Bankaya ödemeyi yaptıktan sonra bir kod veriliyor ve bu kod kullanılarak, ABD büyükelçiliğinin internet sitesinin doldurulan başvuru formu gönderiliyor. Doldurulan formun türü, vize türüne göre değişiklik gösteriyor. Arthur'un ilk seyahati haber amaçlı olduğundan dolayı I vizesine başvurdu. Ancak insanlar genellikle turistik vize olan B1/B2 türlerine başvuruyor.

Formu doldurduktan sonra belirli ölçülerde çekilmiş vesikalık fotoğraf sisteme yükleniyor. Daha sonra ise görüşme için randevu almak gerekiyor.

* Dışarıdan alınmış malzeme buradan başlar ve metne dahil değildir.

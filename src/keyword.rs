//! Explicit table of command-line entry points.
//!
//! Every admin command is a [`KeywordExecutable`] addressed by a fixed keyword.
//! The table is built once at startup from a hard-coded list; a keyword that
//! shows up more than once is reported instead of letting one entry silently
//! replace another.

use std::collections::{BTreeMap, BTreeSet};
use std::io::Write;

use tracing::warn;

use crate::admin::AdminContext;
use crate::error::FateError;

/// A command reachable as `fate <keyword> [args...]`.
pub trait KeywordExecutable: Send + Sync {
    /// Stable name users type on the command line.
    fn keyword(&self) -> &'static str;

    /// One-line summary shown in the keyword listing.
    fn description(&self) -> &'static str;

    /// Run with the arguments that followed the keyword.
    fn execute(
        &self,
        ctx: &mut AdminContext,
        args: &[String],
        out: &mut dyn Write,
    ) -> anyhow::Result<()>;
}

/// Result of [`check_duplicates`].
pub struct CheckedKeywords {
    pub unique: BTreeMap<&'static str, Box<dyn KeywordExecutable>>,
    pub duplicates: BTreeSet<&'static str>,
}

/// Keep the executables whose keyword appears exactly once.
///
/// Every copy of a repeated keyword is dropped and the keyword is logged.
pub fn check_duplicates(executables: Vec<Box<dyn KeywordExecutable>>) -> CheckedKeywords {
    let mut unique: BTreeMap<&'static str, Box<dyn KeywordExecutable>> = BTreeMap::new();
    let mut duplicates = BTreeSet::new();

    for executable in executables {
        let keyword = executable.keyword();
        if duplicates.contains(keyword) {
            continue;
        }
        if unique.remove(keyword).is_some() {
            duplicates.insert(keyword);
            continue;
        }
        unique.insert(keyword, executable);
    }

    for keyword in &duplicates {
        warn!(keyword = *keyword, "keyword registered more than once; ignoring every copy");
    }

    CheckedKeywords { unique, duplicates }
}

/// Lookup table from keyword to command.
pub struct KeywordRegistry {
    executables: BTreeMap<&'static str, Box<dyn KeywordExecutable>>,
}

impl KeywordRegistry {
    /// Build the table, failing if any keyword repeats.
    pub fn from_executables(executables: Vec<Box<dyn KeywordExecutable>>) -> Result<Self, FateError> {
        let checked = check_duplicates(executables);
        if !checked.duplicates.is_empty() {
            return Err(FateError::DuplicateKeywords(
                checked.duplicates.into_iter().map(str::to_string).collect(),
            ));
        }
        Ok(Self {
            executables: checked.unique,
        })
    }

    pub fn get(&self, keyword: &str) -> Option<&dyn KeywordExecutable> {
        self.executables.get(keyword).map(|executable| executable.as_ref())
    }

    /// Registered commands in keyword order.
    pub fn iter(&self) -> impl Iterator<Item = &dyn KeywordExecutable> {
        self.executables.values().map(|executable| executable.as_ref())
    }

    pub fn len(&self) -> usize {
        self.executables.len()
    }

    pub fn is_empty(&self) -> bool {
        self.executables.is_empty()
    }
}
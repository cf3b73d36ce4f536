//! Administrative commands over a FATE store.
//!
//! Each command is a [`KeywordExecutable`]; [`executables`] is the fixed list
//! the binary registers at startup. Commands that need to mutate a transaction
//! reserve it first and give up at once if a worker holds it.

use std::collections::BTreeMap;
use std::io::Write;
use std::time::Duration;

use anyhow::{Context, Result, bail};
use clap::Parser;
use serde_json::json;

use crate::fate::{
    FateId, FateKey, FateTxStore, MemoryFateStore, MemoryTxStore, ReadOnlyFateTxStore, StepFrame,
    TStatus, TxInfo, WrappedTxStore,
};
use crate::keyword::KeywordExecutable;
use crate::ui;

/// State shared by all admin commands for one invocation.
pub struct AdminContext {
    pub store: MemoryFateStore<StepFrame>,
    /// Set by commands that changed the store and need it written back.
    pub dirty: bool,
}

impl AdminContext {
    pub fn new(store: MemoryFateStore<StepFrame>) -> Self {
        Self { store, dirty: false }
    }
}

/// Every admin command, in registration order.
pub fn executables() -> Vec<Box<dyn KeywordExecutable>> {
    vec![
        Box::new(Print),
        Box::new(Summary),
        Box::new(Seed),
        Box::new(Fail),
        Box::new(Delete),
        Box::new(ForceDelete),
    ]
}

fn parse_args<A: Parser>(keyword: &str, args: &[String]) -> Result<A> {
    let argv = std::iter::once(keyword.to_string()).chain(args.iter().cloned());
    Ok(A::try_parse_from(argv)?)
}

fn reserve_now(store: &MemoryFateStore<StepFrame>, id: FateId) -> Result<MemoryTxStore<StepFrame>> {
    match store.try_reserve(id)? {
        Some(tx) => Ok(tx),
        None => bail!("{id} is reserved or deferred by a worker; try again later"),
    }
}

#[derive(Debug, Parser)]
#[command(name = "print", about = "List transactions")]
struct PrintArgs {
    /// Only show transactions in these statuses.
    #[arg(long = "status")]
    statuses: Vec<TStatus>,
}

pub struct Print;

impl KeywordExecutable for Print {
    fn keyword(&self) -> &'static str {
        "print"
    }

    fn description(&self) -> &'static str {
        "List transactions, optionally filtered by status"
    }

    fn execute(&self, ctx: &mut AdminContext, args: &[String], out: &mut dyn Write) -> Result<()> {
        let args: PrintArgs = parse_args(self.keyword(), args)?;
        let rows: Vec<_> = ctx
            .store
            .list()
            .into_iter()
            .filter(|row| args.statuses.is_empty() || args.statuses.contains(&row.status))
            .collect();
        ui::print_transactions(out, &rows)?;
        Ok(())
    }
}

#[derive(Debug, Parser)]
#[command(name = "summary", about = "Count transactions per status")]
struct SummaryArgs {}

pub struct Summary;

impl KeywordExecutable for Summary {
    fn keyword(&self) -> &'static str {
        "summary"
    }

    fn description(&self) -> &'static str {
        "Count transactions per status"
    }

    fn execute(&self, ctx: &mut AdminContext, args: &[String], out: &mut dyn Write) -> Result<()> {
        let _: SummaryArgs = parse_args(self.keyword(), args)?;
        let mut counts: BTreeMap<TStatus, usize> = BTreeMap::new();
        for row in ctx.store.list() {
            *counts.entry(row.status).or_insert(0) += 1;
        }
        ui::print_counts(out, &counts)?;
        Ok(())
    }
}

#[derive(Debug, Parser)]
#[command(name = "seed", about = "Create a transaction")]
struct SeedArgs {
    /// Operation name recorded as TX_NAME.
    #[arg(long)]
    name: Option<String>,

    /// Correlation key, KIND:RESOURCE.
    #[arg(long)]
    key: Option<FateKey>,

    /// Steps to push, bottom first.
    #[arg(long = "step")]
    steps: Vec<String>,

    /// Status to leave the transaction in.
    #[arg(long, default_value = "NEW")]
    status: TStatus,
}

pub struct Seed;

impl KeywordExecutable for Seed {
    fn keyword(&self) -> &'static str {
        "seed"
    }

    fn description(&self) -> &'static str {
        "Create a transaction, e.g. to rehearse recovery"
    }

    fn execute(&self, ctx: &mut AdminContext, args: &[String], out: &mut dyn Write) -> Result<()> {
        let SeedArgs {
            name,
            key,
            steps,
            status,
        } = parse_args(self.keyword(), args)?;
        let max = ctx.store.max_repos();
        if steps.len() > max {
            bail!("{} steps requested but a transaction holds at most {max}", steps.len());
        }

        let id = match key {
            Some(key) => ctx.store.create_with_key(key)?,
            None => ctx.store.create(),
        };
        let tx = reserve_now(&ctx.store, id)?;
        if let Err(err) = populate(&tx, name, steps, status) {
            // Leave nothing half-built behind.
            tx.force_delete()?;
            return Err(err.into());
        }
        tx.unreserve(Duration::ZERO);
        ctx.dirty = true;

        ui::done(out, &format!("Created {id}"))?;
        Ok(())
    }
}

fn populate(
    tx: &MemoryTxStore<StepFrame>,
    name: Option<String>,
    steps: Vec<String>,
    status: TStatus,
) -> crate::error::Result<()> {
    if let Some(name) = name {
        tx.set_transaction_info(TxInfo::TxName, json!(name))?;
    }
    for step in steps {
        tx.push(StepFrame::new(step))?;
    }
    tx.set_status(status)
}

#[derive(Debug, Parser)]
struct TxArgs {
    /// Transaction id, FATE:<TYPE>:<uuid>.
    id: FateId,
}

pub struct Fail;

impl KeywordExecutable for Fail {
    fn keyword(&self) -> &'static str {
        "fail"
    }

    fn description(&self) -> &'static str {
        "Fail a transaction so the executor rolls it back"
    }

    fn execute(&self, ctx: &mut AdminContext, args: &[String], out: &mut dyn Write) -> Result<()> {
        let TxArgs { id } = parse_args(self.keyword(), args)?;
        let tx = reserve_now(&ctx.store, id)?;

        let status = tx.get_status();
        let next = match status {
            TStatus::New => TStatus::Failed,
            TStatus::Submitted | TStatus::InProgress => TStatus::FailedInProgress,
            other => bail!("{id} cannot be failed from status {other}"),
        };
        tx.set_status(next)?;
        tx.set_transaction_info(TxInfo::Exception, json!("failed by administrator"))?;
        tx.unreserve(Duration::ZERO);
        ctx.dirty = true;

        ui::done(out, &format!("{id}: {status} -> {next}"))?;
        Ok(())
    }
}

pub struct Delete;

impl KeywordExecutable for Delete {
    fn keyword(&self) -> &'static str {
        "delete"
    }

    fn description(&self) -> &'static str {
        "Delete a finished transaction"
    }

    fn execute(&self, ctx: &mut AdminContext, args: &[String], out: &mut dyn Write) -> Result<()> {
        let TxArgs { id } = parse_args(self.keyword(), args)?;
        let tx = WrappedTxStore::new(reserve_now(&ctx.store, id)?, false);
        tx.delete()
            .with_context(|| format!("{id} is not finished; use force-delete to remove it anyway"))?;
        tx.unreserve(Duration::ZERO);
        ctx.dirty = true;

        ui::done(out, &format!("Deleted {id}"))?;
        Ok(())
    }
}

pub struct ForceDelete;

impl KeywordExecutable for ForceDelete {
    fn keyword(&self) -> &'static str {
        "force-delete"
    }

    fn description(&self) -> &'static str {
        "Delete a transaction whatever its status"
    }

    fn execute(&self, ctx: &mut AdminContext, args: &[String], out: &mut dyn Write) -> Result<()> {
        let TxArgs { id } = parse_args(self.keyword(), args)?;
        let tx = WrappedTxStore::new(reserve_now(&ctx.store, id)?, true);
        let status = tx.get_status();
        tx.force_delete()?;
        tx.unreserve(Duration::ZERO);
        ctx.dirty = true;

        ui::done(out, &format!("Force deleted {id} (was {status})"))?;
        Ok(())
    }
}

Arthur, internet üzerinden başvuru formunu gönderdikten iki hafta sonrasına aldığını belirtiyor.

Arthur, görüşme için Akra'nın lüks mahallelerinden biri olan Cantonments'ta bulunan büyükelçilik binasına gittiğini söylüyor ve şunları aktarıyor:

"ABD büyükelçiliği, Güney Afrika, İtalya ve Güney Kore gibi farklı ülkelerin temsilciliklerinin bulunduğu bir bölgede gözden kaçırması zor bir bina."

Arthur görüşmeye giderken yanında başvuruyu gönderdiğine dair teyit belgesi, randevu teyidi, pasaport, vize ücretinin ödendiğini gösteren dekont ve işyerinden alınan belge ile mali durumu gösteren belgeler de dahil destekleyici dokümanlar götürdü.

Konsolosluk görevlisiyle görüşmeden önce parmak izleri alındı.

Genellikle başvuru sahibine, başvuruyla ilgili karar konsolosluk görevlisiyle görüşmesinin hemen ardından söyleniyor.

Arthur'un ilk başvurusu reddedildi ve sunduğu belgeler kendisine iade edildi.

Ancak daha sonra yaptığı iki başvuru kabul edildi ve vizesinin yapıştırıldığı pasaportunu geri alması için iki gün sonra gelmesi söylendi.